Played by Phoebe Dynevor and Alden Ehrenreich, Emily and Luke are a couple working at a cutthroat financial firm. Starting at the same level, the two have a loving relationship with steamy nights and mutual respect for each other built by working together. But when a coveted promotion at their firm opens, the once supportive exchanges between lovers begin to sour and twist into something more sinister.
Emily begins to change, becoming a woman who can be respected in a man’s world for her obvious survival with her new peers. But as she brings in bigger and bigger commissions, Luke shrinks. As the power dynamics irrevocably shift in their relationship, it leaves Luke feeling smaller and smaller and Emily more detached.
But when Emily starts prioritizing work more, Luke begins to turn his insecurities into daggers, picking fights and undercutting Emily’s position, even refusing to listen to her and endangering her position at work. As the two’s relationship devolves, director Chloe Domont captures the slow descent, zooming in on the crumbling pieces of this relationship as they crash to the ground.
Also starring Eddie Marsan, Rich Sommer, and Sebastian De Souza, Fair Play smashes egos together and revels in the breaking of these two individuals until ultimately picking Emily’s side in the back half of the film, and rightfully so. Emily is a woman who knows what she wants and how to get it and believes in her talent and intelligence to get it. Luke is the exact opposite, with the analyst role he’s in eating him from the inside out, accelerated when he realizes that maybe, just maybe, he isn’t really good at his job.
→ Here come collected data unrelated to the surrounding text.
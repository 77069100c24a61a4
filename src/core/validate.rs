// YouTube Downloader - core/validate.rs
//
// Validation of user input before a download is planned: YouTube URLs,
// output directories, cookie files and quality codes.
//
// Rejections carry a `ValidationError` whose `Display` is the message the
// UI shows verbatim.

use super::quality::Quality;
use crate::util::error::ValidationError;
use regex::{Regex, RegexBuilder};
use std::path::{Path, PathBuf};
use std::sync::OnceLock;

/// Single-video URL shapes. Group 1 is the 11-character video id.
const VIDEO_PATTERNS: &[&str] = &[
    r"^(?:https?://)?(?:www\.)?youtube\.com/watch\?v=([a-zA-Z0-9_-]{11})",
    r"^(?:https?://)?(?:www\.)?youtube\.com/embed/([a-zA-Z0-9_-]{11})",
    r"^(?:https?://)?youtu\.be/([a-zA-Z0-9_-]{11})",
    r"^(?:https?://)?(?:www\.)?youtube\.com/v/([a-zA-Z0-9_-]{11})",
    r"^(?:https?://)?(?:m\.)?youtube\.com/watch\?v=([a-zA-Z0-9_-]{11})",
];

/// Playlist URL shapes. Group 1 is the playlist id.
const PLAYLIST_PATTERNS: &[&str] = &[
    r"^(?:https?://)?(?:www\.)?youtube\.com/playlist\?list=([a-zA-Z0-9_-]+)",
    r"^(?:https?://)?(?:www\.)?youtube\.com/watch\?.*list=([a-zA-Z0-9_-]+)",
];

fn compile(patterns: &[&str]) -> Vec<Regex> {
    patterns
        .iter()
        .map(|p| {
            RegexBuilder::new(p)
                .case_insensitive(true)
                .build()
                .expect("built-in URL pattern must compile")
        })
        .collect()
}

fn video_regexes() -> &'static [Regex] {
    static RE: OnceLock<Vec<Regex>> = OnceLock::new();
    RE.get_or_init(|| compile(VIDEO_PATTERNS))
}

fn playlist_regexes() -> &'static [Regex] {
    static RE: OnceLock<Vec<Regex>> = OnceLock::new();
    RE.get_or_init(|| compile(PLAYLIST_PATTERNS))
}

// =============================================================================
// URLs
// =============================================================================

/// True for any recognised YouTube video or playlist URL.
pub fn is_valid_youtube_url(url: &str) -> bool {
    let url = url.trim();
    !url.is_empty()
        && video_regexes()
            .iter()
            .chain(playlist_regexes())
            .any(|re| re.is_match(url))
}

pub fn is_playlist_url(url: &str) -> bool {
    let url = url.trim();
    playlist_regexes().iter().any(|re| re.is_match(url))
}

/// The 11-character video id of a single-video URL.
pub fn extract_video_id(url: &str) -> Option<String> {
    let url = url.trim();
    video_regexes()
        .iter()
        .find_map(|re| re.captures(url))
        .and_then(|caps| caps.get(1))
        .map(|m| m.as_str().to_string())
}

/// Accept a single-video YouTube URL and return its video id.
pub fn validate_url(url: &str) -> Result<String, ValidationError> {
    let url = url.trim();
    if url.is_empty() {
        return Err(ValidationError::EmptyUrl);
    }
    if !is_valid_youtube_url(url) {
        return Err(ValidationError::NotYouTubeUrl);
    }
    if is_playlist_url(url) {
        return Err(ValidationError::PlaylistUnsupported);
    }
    extract_video_id(url).ok_or(ValidationError::NotYouTubeUrl)
}

// =============================================================================
// Paths
// =============================================================================

/// Outcome of a successful output directory check.
#[derive(Debug, Clone, Copy, PartialEq, Eq)]
pub enum OutputDirStatus {
    /// The directory exists and is writable.
    Exists,
    /// The directory does not exist yet but its parent is writable.
    WillBeCreated,
}

impl OutputDirStatus {
    pub fn message(self) -> &'static str {
        match self {
            Self::Exists => "Valid output directory",
            Self::WillBeCreated => "Directory will be created",
        }
    }
}

/// True if the current user can create files in `path`.
///
/// Permission bits alone cannot answer this (ownership, ACLs, read-only
/// mounts), so a throwaway file is created and removed.
fn is_writable_dir(path: &Path) -> bool {
    path.is_dir()
        && tempfile::Builder::new()
            .prefix(".ytdownloader-write-check")
            .tempfile_in(path)
            .is_ok()
}

/// True if a directory exists at `path` or could be created there.
pub fn can_create_directory(path: &Path) -> bool {
    if path.exists() {
        return is_writable_dir(path);
    }
    match path.parent() {
        Some(parent) if !parent.as_os_str().is_empty() => is_writable_dir(parent),
        _ => true,
    }
}

/// Check that `path` is usable as a download destination.
pub fn validate_output_directory(path: &str) -> Result<OutputDirStatus, ValidationError> {
    let trimmed = path.trim();
    if trimmed.is_empty() {
        return Err(ValidationError::EmptyDirectory);
    }
    let dir = PathBuf::from(trimmed);

    if dir.is_dir() {
        return if is_writable_dir(&dir) {
            Ok(OutputDirStatus::Exists)
        } else {
            Err(ValidationError::DirectoryNotWritable { path: dir })
        };
    }

    if can_create_directory(&dir) {
        Ok(OutputDirStatus::WillBeCreated)
    } else {
        Err(ValidationError::CannotCreateDirectory { path: dir })
    }
}

/// Check that `path` names an existing, non-empty cookie file.
pub fn validate_cookie_file(path: &str) -> Result<PathBuf, ValidationError> {
    let trimmed = path.trim();
    if trimmed.is_empty() {
        return Err(ValidationError::EmptyCookieFile);
    }
    let file = PathBuf::from(trimmed);

    if !file.is_file() {
        return Err(ValidationError::CookieFileMissing { path: file });
    }
    match std::fs::metadata(&file) {
        Ok(m) if m.len() == 0 => Err(ValidationError::CookieFileEmpty { path: file }),
        Ok(_) => Ok(file),
        Err(_) => Err(ValidationError::CookieFileUnreadable { path: file }),
    }
}

// =============================================================================
// Quality
// =============================================================================

pub fn is_valid_quality(code: &str) -> bool {
    Quality::from_code(code).is_some()
}

pub fn validate_quality(code: &str) -> Result<Quality, ValidationError> {
    code.parse()
}
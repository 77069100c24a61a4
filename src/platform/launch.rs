// YouTube Downloader - platform/launch.rs
//
// Hand files, folders and URLs to the desktop environment, and locate a
// terminal emulator.
//
// The `Launcher` trait is the thin seam over the OS: it reports *why* an
// action failed via `LaunchError`. The public helpers collapse that into a
// boolean for the UI after logging the reason.

use super::identity::{OpenAction, Platform};
use crate::util::constants;
use crate::util::error::LaunchError;
use std::ffi::OsStr;
use std::io;
use std::path::Path;
use std::process::{Command, Stdio};

/// Performs OS-level open actions.
pub trait Launcher {
    /// Run `program target` to completion; success means exit status zero.
    fn run(&self, program: &'static str, target: &OsStr) -> Result<(), LaunchError>;

    /// Open `target` with the OS shell association (path or URL).
    fn open_native(&self, target: &OsStr) -> Result<(), LaunchError>;
}

/// `Launcher` backed by real processes and the `open` crate.
#[derive(Debug, Default, Clone, Copy)]
pub struct SystemLauncher;

impl Launcher for SystemLauncher {
    fn run(&self, program: &'static str, target: &OsStr) -> Result<(), LaunchError> {
        let status = Command::new(program)
            .arg(target)
            .stdin(Stdio::null())
            .stdout(Stdio::null())
            .stderr(Stdio::null())
            .status()
            .map_err(|e| {
                if e.kind() == io::ErrorKind::NotFound {
                    LaunchError::NotFound { program }
                } else {
                    LaunchError::Io { program, source: e }
                }
            })?;

        if status.success() {
            Ok(())
        } else {
            Err(LaunchError::NonZeroExit {
                program,
                code: status.code(),
            })
        }
    }

    fn open_native(&self, target: &OsStr) -> Result<(), LaunchError> {
        open::that(target).map_err(|e| LaunchError::Native {
            target: target.to_string_lossy().into_owned(),
            source: e,
        })
    }
}

/// Reveal `path` in the system file manager. False if it does not exist or
/// the OS action fails.
pub fn open_folder(path: &Path) -> bool {
    open_path_with(Platform::current(), path, &SystemLauncher)
}

/// Open `path` with its default application. False if it does not exist or
/// the OS action fails.
pub fn open_file(path: &Path) -> bool {
    open_path_with(Platform::current(), path, &SystemLauncher)
}

/// Shared implementation of `open_folder` / `open_file`.
///
/// A missing path short-circuits before any launcher call.
pub fn open_path_with(platform: Platform, path: &Path, launcher: &impl Launcher) -> bool {
    if !path.exists() {
        tracing::debug!(path = %path.display(), "Not opening missing path");
        return false;
    }

    let result = match platform.open_action() {
        OpenAction::Native => launcher.open_native(path.as_os_str()),
        OpenAction::Command(program) => launcher.run(program, path.as_os_str()),
    };

    match result {
        Ok(()) => true,
        Err(e) => {
            tracing::debug!(path = %path.display(), error = %e, "Open action failed");
            false
        }
    }
}

/// Open `url` in the default browser. False on any failure.
pub fn open_url_with(url: &str, launcher: &impl Launcher) -> bool {
    match launcher.open_native(OsStr::new(url)) {
        Ok(()) => true,
        Err(e) => {
            tracing::debug!(url, error = %e, "Could not open URL");
            false
        }
    }
}

/// Terminal launcher for the host, if one is known or installed.
pub fn terminal_command() -> Option<&'static str> {
    terminal_command_for(Platform::current(), |name| which::which(name).is_ok())
}

/// `cmd` on Windows, `Terminal` on macOS, and on Linux the first installed
/// candidate from `LINUX_TERMINALS` according to `on_path`.
pub fn terminal_command_for(
    platform: Platform,
    on_path: impl Fn(&str) -> bool,
) -> Option<&'static str> {
    match platform {
        Platform::Windows => Some("cmd"),
        Platform::MacOs => Some("Terminal"),
        Platform::Linux => constants::LINUX_TERMINALS
            .iter()
            .copied()
            .find(|name| on_path(*name)),
        Platform::Unknown => None,
    }
}
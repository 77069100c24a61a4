// YouTube Downloader - platform/identity.rs
//
// Host platform identity as a closed enum. Platform-specific behaviour is
// selected by exhaustive `match` on `Platform`, so adding a platform is a
// compile-checked change.

use std::fmt;

/// The operating system family the process is running on.
#[derive(Debug, Clone, Copy, PartialEq, Eq, Hash)]
pub enum Platform {
    Windows,
    MacOs,
    Linux,
    Unknown,
}

/// How a file or folder is handed to the desktop environment.
#[derive(Debug, Clone, Copy, PartialEq, Eq)]
pub enum OpenAction {
    /// The OS shell-association primitive.
    Native,
    /// An external opener executable given the path as its only argument.
    Command(&'static str),
}

impl Platform {
    /// Identity of the host. Not cached; a pure function of the build target.
    pub fn current() -> Self {
        Self::from_os_name(std::env::consts::OS)
    }

    /// Map a host OS name to a platform, case-insensitively.
    ///
    /// Accepts both `darwin` (uname style) and `macos` (Rust target style).
    pub fn from_os_name(name: &str) -> Self {
        match name.to_lowercase().as_str() {
            "windows" => Self::Windows,
            "darwin" | "macos" => Self::MacOs,
            "linux" => Self::Linux,
            _ => Self::Unknown,
        }
    }

    /// Lower-case identifier (`windows`, `macos`, `linux`, `unknown`).
    pub fn as_str(self) -> &'static str {
        match self {
            Self::Windows => "windows",
            Self::MacOs => "macos",
            Self::Linux => "linux",
            Self::Unknown => "unknown",
        }
    }

    /// The mechanism used to reveal a folder or open a file.
    ///
    /// Unknown Unix-likes get `xdg-open` as the best available guess.
    pub fn open_action(self) -> OpenAction {
        match self {
            Self::Windows => OpenAction::Native,
            Self::MacOs => OpenAction::Command("open"),
            Self::Linux | Self::Unknown => OpenAction::Command("xdg-open"),
        }
    }
}

impl fmt::Display for Platform {
    fn fmt(&self, f: &mut fmt::Formatter<'_>) -> fmt::Result {
        f.write_str(self.as_str())
    }
}
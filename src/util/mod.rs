// YouTube Downloader - util/mod.rs
//
// Utility modules: error types, named constants, logging setup.
// No dependencies on core, app, or platform layers.

pub mod constants;
pub mod error;
pub mod logging;
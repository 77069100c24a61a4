// YouTube Downloader - tests/e2e_tool_status.rs
//
// End-to-end tests for media tool detection and the download preflight.
//
// These tests spawn real processes through `SystemProbe`, write real
// settings files, and never substitute a test double for the probe.

use std::time::Duration;
use tempfile::TempDir;
use ytdownloader::app::plan::DownloadPlanner;
use ytdownloader::app::settings::{settings_path, Settings, SettingsStore};
use ytdownloader::app::tool::{StatusColor, ToolAvailability};
use ytdownloader::platform::config::{load_config, AppConfig};
use ytdownloader::platform::launch::SystemLauncher;
use ytdownloader::platform::probe::{SystemProbe, ToolProbe};
use ytdownloader::util::constants;
use ytdownloader::util::error::ProbeError;

const MISSING_PROGRAM: &str = "ytdownloader-e2e-no-such-tool-7f3c";
const URL: &str = "https://youtu.be/dQw4w9WgXcQ";

fn missing_tool() -> ToolAvailability {
    ToolAvailability::with_parts(
        MISSING_PROGRAM,
        constants::DEFAULT_GUIDE_URL,
        SystemProbe::new(Duration::from_secs(5)),
        SystemLauncher,
    )
}

// =============================================================================
// Missing tool
// =============================================================================

#[test]
fn e2e_missing_tool_is_reported_not_found() {
    let err = SystemProbe::default()
        .query_version(MISSING_PROGRAM)
        .unwrap_err();
    assert!(matches!(err, ProbeError::NotFound { .. }), "got {err:?}");
}

#[test]
fn e2e_missing_tool_status_and_limited_formats() {
    let mut tool = missing_tool();

    assert!(!tool.is_available(false));
    assert_eq!(tool.cached(), Some(false));
    assert_eq!(tool.status_text(), "⚠ FFmpeg: Not Found");
    assert_eq!(tool.status_color(), StatusColor::Red);
    assert_eq!(tool.version(), None);

    let codes: Vec<_> = tool.supported_formats().iter().map(|f| f.code).collect();
    assert_eq!(codes, vec!["480p", "360p"]);
    assert!(tool
        .supported_formats()
        .iter()
        .all(|f| f.label.ends_with(" (Limited)")));
}

#[test]
fn e2e_recheck_still_reports_missing() {
    let mut tool = missing_tool();
    assert!(!tool.is_available(false));
    assert!(!tool.recheck_availability());
    assert_eq!(tool.cached(), Some(false));
}

// =============================================================================
// Config -> tool
// =============================================================================

#[test]
fn e2e_config_selects_program_and_timeout() {
    let dir = TempDir::new().unwrap();
    std::fs::write(
        dir.path().join("config.toml"),
        format!("[tool]\nprogram = \"{MISSING_PROGRAM}\"\nprobe_timeout_secs = 3\n"),
    )
    .unwrap();

    let (config, warnings) = load_config(dir.path());
    assert!(warnings.is_empty(), "unexpected warnings: {warnings:?}");
    assert_eq!(config.probe_timeout, Duration::from_secs(3));

    let mut tool = ToolAvailability::from_config(&config);
    assert_eq!(tool.program(), MISSING_PROGRAM);
    assert!(!tool.is_available(false));
}

#[test]
fn e2e_default_config_probes_ffmpeg() {
    let tool = ToolAvailability::from_config(&AppConfig::default());
    assert_eq!(tool.program(), "ffmpeg");
    assert_eq!(tool.guide_url(), constants::DEFAULT_GUIDE_URL);
    assert!(!tool.is_explicit_path());
}

// =============================================================================
// Preflight with persisted settings
// =============================================================================

#[test]
fn e2e_plan_warns_for_merged_quality_without_tool() {
    let dir = TempDir::new().unwrap();
    let downloads = dir.path().join("downloads");
    std::fs::create_dir(&downloads).unwrap();

    let store = SettingsStore::load(
        settings_path(dir.path()),
        Settings::with_output_path(downloads.clone()),
    );
    let mut tool = missing_tool();

    let plan = DownloadPlanner::new(&mut tool, store.settings().cookie_options())
        .plan(
            URL,
            &store.settings().last_quality,
            &downloads.to_string_lossy(),
        )
        .unwrap();

    assert_eq!(plan.video_id, "dQw4w9WgXcQ");
    assert!(plan
        .tool_warning
        .as_deref()
        .is_some_and(|w| w.contains("'1080p' requires FFmpeg")));
    assert_eq!(plan.ytdlp_args.last().map(String::as_str), Some(URL));
}

#[test]
fn e2e_plan_limited_quality_has_no_warning() {
    let dir = TempDir::new().unwrap();
    let mut tool = missing_tool();
    let plan = DownloadPlanner::new(&mut tool, Default::default())
        .plan(URL, "480p", &dir.path().to_string_lossy())
        .unwrap();
    assert_eq!(plan.tool_warning, None);
}
// YouTube Downloader - lib.rs
//
// Library entry point, exposing every module for the CLI binary and for
// integration testing.

pub mod app;
pub mod core;
pub mod platform;
pub mod util;
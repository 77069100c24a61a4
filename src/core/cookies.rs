// YouTube Downloader - core/cookies.rs
//
// Cookie options for age-restricted videos: read cookies straight from a
// browser profile, or from an exported Netscape cookie file.

use std::fmt;
use std::path::PathBuf;
use std::str::FromStr;

/// Browsers yt-dlp can read cookies from.
#[derive(Debug, Clone, Copy, PartialEq, Eq, Hash)]
pub enum Browser {
    Chrome,
    Firefox,
    Edge,
    Safari,
    Opera,
}

impl Browser {
    pub const ALL: [Browser; 5] = [
        Browser::Chrome,
        Browser::Firefox,
        Browser::Edge,
        Browser::Safari,
        Browser::Opera,
    ];

    /// Identifier yt-dlp expects after `--cookies-from-browser`.
    pub fn as_str(self) -> &'static str {
        match self {
            Self::Chrome => "chrome",
            Self::Firefox => "firefox",
            Self::Edge => "edge",
            Self::Safari => "safari",
            Self::Opera => "opera",
        }
    }
}

impl fmt::Display for Browser {
    fn fmt(&self, f: &mut fmt::Formatter<'_>) -> fmt::Result {
        f.write_str(self.as_str())
    }
}

/// Unrecognised browser name.
#[derive(Debug, Clone, PartialEq, Eq)]
pub struct UnsupportedBrowser(pub String);

impl fmt::Display for UnsupportedBrowser {
    fn fmt(&self, f: &mut fmt::Formatter<'_>) -> fmt::Result {
        write!(f, "Unsupported browser: {}", self.0)
    }
}

impl std::error::Error for UnsupportedBrowser {}

impl FromStr for Browser {
    type Err = UnsupportedBrowser;

    fn from_str(s: &str) -> Result<Self, Self::Err> {
        let name = s.trim().to_lowercase();
        Self::ALL
            .into_iter()
            .find(|b| b.as_str() == name)
            .ok_or_else(|| UnsupportedBrowser(s.to_string()))
    }
}

/// Where cookies come from.
#[derive(Debug, Clone, PartialEq, Eq)]
pub enum CookieSource {
    Browser(Browser),
    File(PathBuf),
}

/// Cookie configuration for a download.
#[derive(Debug, Clone, PartialEq, Eq)]
pub struct CookieOptions {
    pub enabled: bool,
    pub source: CookieSource,
}

impl Default for CookieOptions {
    fn default() -> Self {
        Self {
            enabled: false,
            source: CookieSource::Browser(Browser::Chrome),
        }
    }
}

impl CookieOptions {
    /// yt-dlp arguments for these options.
    ///
    /// A file source whose file is missing contributes nothing; the download
    /// proceeds without cookies.
    pub fn ytdlp_args(&self) -> Vec<String> {
        if !self.enabled {
            return Vec::new();
        }
        match &self.source {
            CookieSource::Browser(browser) => {
                tracing::debug!(browser = %browser, "Using cookies from browser");
                vec!["--cookies-from-browser".to_string(), browser.to_string()]
            }
            CookieSource::File(path) if path.is_file() => {
                tracing::debug!(path = %path.display(), "Using cookies from file");
                vec![
                    "--cookies".to_string(),
                    path.to_string_lossy().into_owned(),
                ]
            }
            CookieSource::File(path) => {
                tracing::warn!(path = %path.display(), "Cookie file not found; continuing without cookies");
                Vec::new()
            }
        }
    }

    /// False only when cookies are enabled from a file that is missing or
    /// empty.
    pub fn is_ready(&self) -> bool {
        match (&self.enabled, &self.source) {
            (true, CookieSource::File(path)) => std::fs::metadata(path)
                .map(|m| m.is_file() && m.len() > 0)
                .unwrap_or(false),
            _ => true,
        }
    }
}

/// Troubleshooting text for a failed cookie export.
pub fn export_error_help(browser: Browser, error: &str) -> String {
    if error.to_lowercase().contains("browser") {
        format!(
            "Failed to export cookies from {browser}:\n\n\
             Common solutions:\n\
             1. Make sure {browser} is installed\n\
             2. Make sure you're logged into YouTube in {browser}\n\
             3. Close {browser} completely and try again\n\
             4. Try a different browser\n\n\
             Error details: {error}"
        )
    } else {
        format!("Failed to export cookies:\n{error}")
    }
}

#[cfg(test)]
mod tests {
    use super::*;
    use tempfile::TempDir;

    #[test]
    fn test_browser_parse() {
        assert_eq!("Firefox".parse::<Browser>(), Ok(Browser::Firefox));
        assert_eq!(" edge ".parse::<Browser>(), Ok(Browser::Edge));
        assert_eq!(
            "netscape".parse::<Browser>(),
            Err(UnsupportedBrowser("netscape".to_string()))
        );
    }

    #[test]
    fn test_disabled_gives_no_args() {
        assert!(CookieOptions::default().ytdlp_args().is_empty());
    }

    #[test]
    fn test_browser_args() {
        let opts = CookieOptions {
            enabled: true,
            source: CookieSource::Browser(Browser::Firefox),
        };
        assert_eq!(opts.ytdlp_args(), vec!["--cookies-from-browser", "firefox"]);
        assert!(opts.is_ready());
    }

    #[test]
    fn test_file_args_require_existing_file() {
        let dir = TempDir::new().unwrap();
        let path = dir.path().join("cookies.txt");
        let opts = CookieOptions {
            enabled: true,
            source: CookieSource::File(path.clone()),
        };
        assert!(opts.ytdlp_args().is_empty());
        assert!(!opts.is_ready());

        std::fs::write(&path, b"").unwrap();
        assert!(!opts.is_ready(), "empty file is not ready");

        std::fs::write(&path, b"# Netscape HTTP Cookie File\n").unwrap();
        assert_eq!(
            opts.ytdlp_args(),
            vec!["--cookies".to_string(), path.to_string_lossy().into_owned()]
        );
        assert!(opts.is_ready());
    }

    #[test]
    fn test_export_error_help() {
        let help = export_error_help(Browser::Chrome, "could not find chrome browser profile");
        assert!(help.starts_with("Failed to export cookies from chrome:"));
        assert!(help.contains("3. Close chrome completely"));

        let plain = export_error_help(Browser::Chrome, "disk full");
        assert_eq!(plain, "Failed to export cookies:\ndisk full");
    }
}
As a concept, Fair Play looks at gender dynamics in a space that should be safe from expectation. Your lover, your partner, whatever you decide to call them, is supposed to be a safe haven from the world. A place where you can come home and work together without your successes or your weaknesses being held against you. But to bear that weight, it takes two strong people with respect for each other, and in this film, that isn’t Luke and Emily. More specifically, that isn’t the ambitious and jealous Luke.
Fair Play is about a weak man unable to handle being in the shadow of the woman he loves. The uncomfortable crumbling of the relationship and Luke’s spiral into oblivion are like nails on a chalkboard. While the film is relatively tame and honestly paced in a boring way for the first act and a little into the second, once the proverbial sh*t hits the fan, it takes on a new life.
Thrilling, slightly terrifying, Luke, in his unhinged spiral and inability to handle his own insecurities, breaks Emily down and attempts to pull her down in his cowardice. But Emily pushes back every single time, coming in meaner than he did. She maintains her power no matter how often Luke comes at her throat until she doesn’t.
The film’s use of physical intimacy isn’t just to push the genre of erotic thriller but to use it to show the audience where the pair is in their relationship. In the beginning, it shows their love and, ultimately, Luke’s devotion to making Emily happy, no matter the circumstance. That twists into impotence when Emily’s bedroom talk seems to be telling Luke what to do, digs deep at his insecurities, and then it twists into violence. The last scene starts as consensual intimacy turns into assault in an unsettling encapsulation of what their relationship has become and Luke taking power in the only way he knows that he can, physically.
Fair Play’s ending is frustrating, as Emily is violated. Still, Domont’s ability to use assault as a story element is something that a male director could not do. With an element of revenge that strikingly takes her power back in the last minutes of the film, Emily comes out on top.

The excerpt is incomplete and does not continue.